In this paper, an attempt has been made to further improve the prey- predator dynamical model incorporating the concept of additional food with the distinction being made in the class of predators. There are carnivorous predators and omnivorous predators existing in the ecosystem with discrimination being done on the basis of consuming the type of food. Proposed model consists of two classes of predators and role of additional food has been considered a significant factor along with the mutual interference factor. In this paper, Beddington–DeAngelis functional response has been considered due to the presence of mutual interference between the predators with \(\rho _{1}\) and \(\rho _{2}\) being the mutual interference factor between the class \(P_{1}\) and \(P_{2}\) of the predators. The growth rate of the predator class \(P_{1}\) is demonstrated with the functional response \( \frac{b_{1}(N+\eta A)P_{1}}{a_{1}+\alpha \eta A +N+\rho _{1} P_{1}} \) and the growth of predator class \(P_{2}\) with \( \frac{b_{2}NP_{2}}{a_{1}+N+\rho _{2} P_{2}}\). It is to be noted that the additional food term \(\eta A\) is induced in the growth rate of predator class \(P_{1}\) only. Thereafter, the dynamic behaviour of the system has been analysed and various conditions of stability have been derived.
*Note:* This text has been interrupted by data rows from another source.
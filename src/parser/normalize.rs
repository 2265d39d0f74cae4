//! Canonical forms for extracted values. All functions are pure and total.

/// Lowercase, then repair common OCR confusions (`0`/`O` → `o`, `1` → `l`).
///
/// Lossy: a legitimate `0` or `1` in an address is rewritten too.
pub fn email(raw: &str) -> String {
    raw.to_lowercase()
        .chars()
        .map(|c| match c {
            '0' | 'O' => 'o',
            '1' | 'l' => 'l',
            other => other,
        })
        .collect::<String>()
        .trim()
        .to_string()
}

/// North American numbers become `+1-DDD-DDD-DDDD`; everything else is `+` and the bare digits.
pub fn phone(raw: &str) -> String {
    let digits: String = raw.chars().filter(char::is_ascii_digit).collect();
    let national = match digits.len() {
        10 => Some(digits.as_str()),
        11 if digits.starts_with('1') => Some(&digits[1..]),
        _ => None,
    };
    match national {
        Some(d) => format!("+1-{}-{}-{}", &d[..3], &d[3..6], &d[6..]),
        None => format!("+{}", digits),
    }
}

pub fn website(raw: &str) -> String {
    raw.trim()
        .to_lowercase()
        .trim_start_matches("www.")
        .to_string()
}

/// Keep letters, whitespace, `.` and `-`.
pub fn name(raw: &str) -> String {
    let kept: String = raw
        .chars()
        .filter(|c| c.is_alphabetic() || c.is_whitespace() || *c == '.' || *c == '-')
        .collect();
    collapse_whitespace(&kept)
}

/// Drops one trailing `,` or `.` ("Acme Inc." → "Acme Inc").
pub fn company(raw: &str) -> String {
    let collapsed = collapse_whitespace(raw);
    collapsed
        .strip_suffix([',', '.'])
        .unwrap_or(collapsed.as_str())
        .trim_end()
        .to_string()
}

pub fn job_title(raw: &str) -> String {
    collapse_whitespace(raw)
}

fn collapse_whitespace(s: &str) -> String {
    s.split_whitespace().collect::<Vec<_>>().join(" ")
}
Global stability analysis has been performed in the present article using Lyapunov functional method. The interior unique equilibrium point \(E^{*}(x^*,y_{1}^*,y_{2}^*)\) is globally stable under the conditions \(a_{12}^2 < a_{11}a_{22}\), \(a_{13}^2 < a_{11}a_{33}\), \(a_{23}^2 < a_{22}a_{33}\). Although the formation of Lyapunov function is not an easy task but the approach is extensively used in many studies as it facilitates the global stability study [46,47,48]. Numerical simulations to support the theoretical results are done.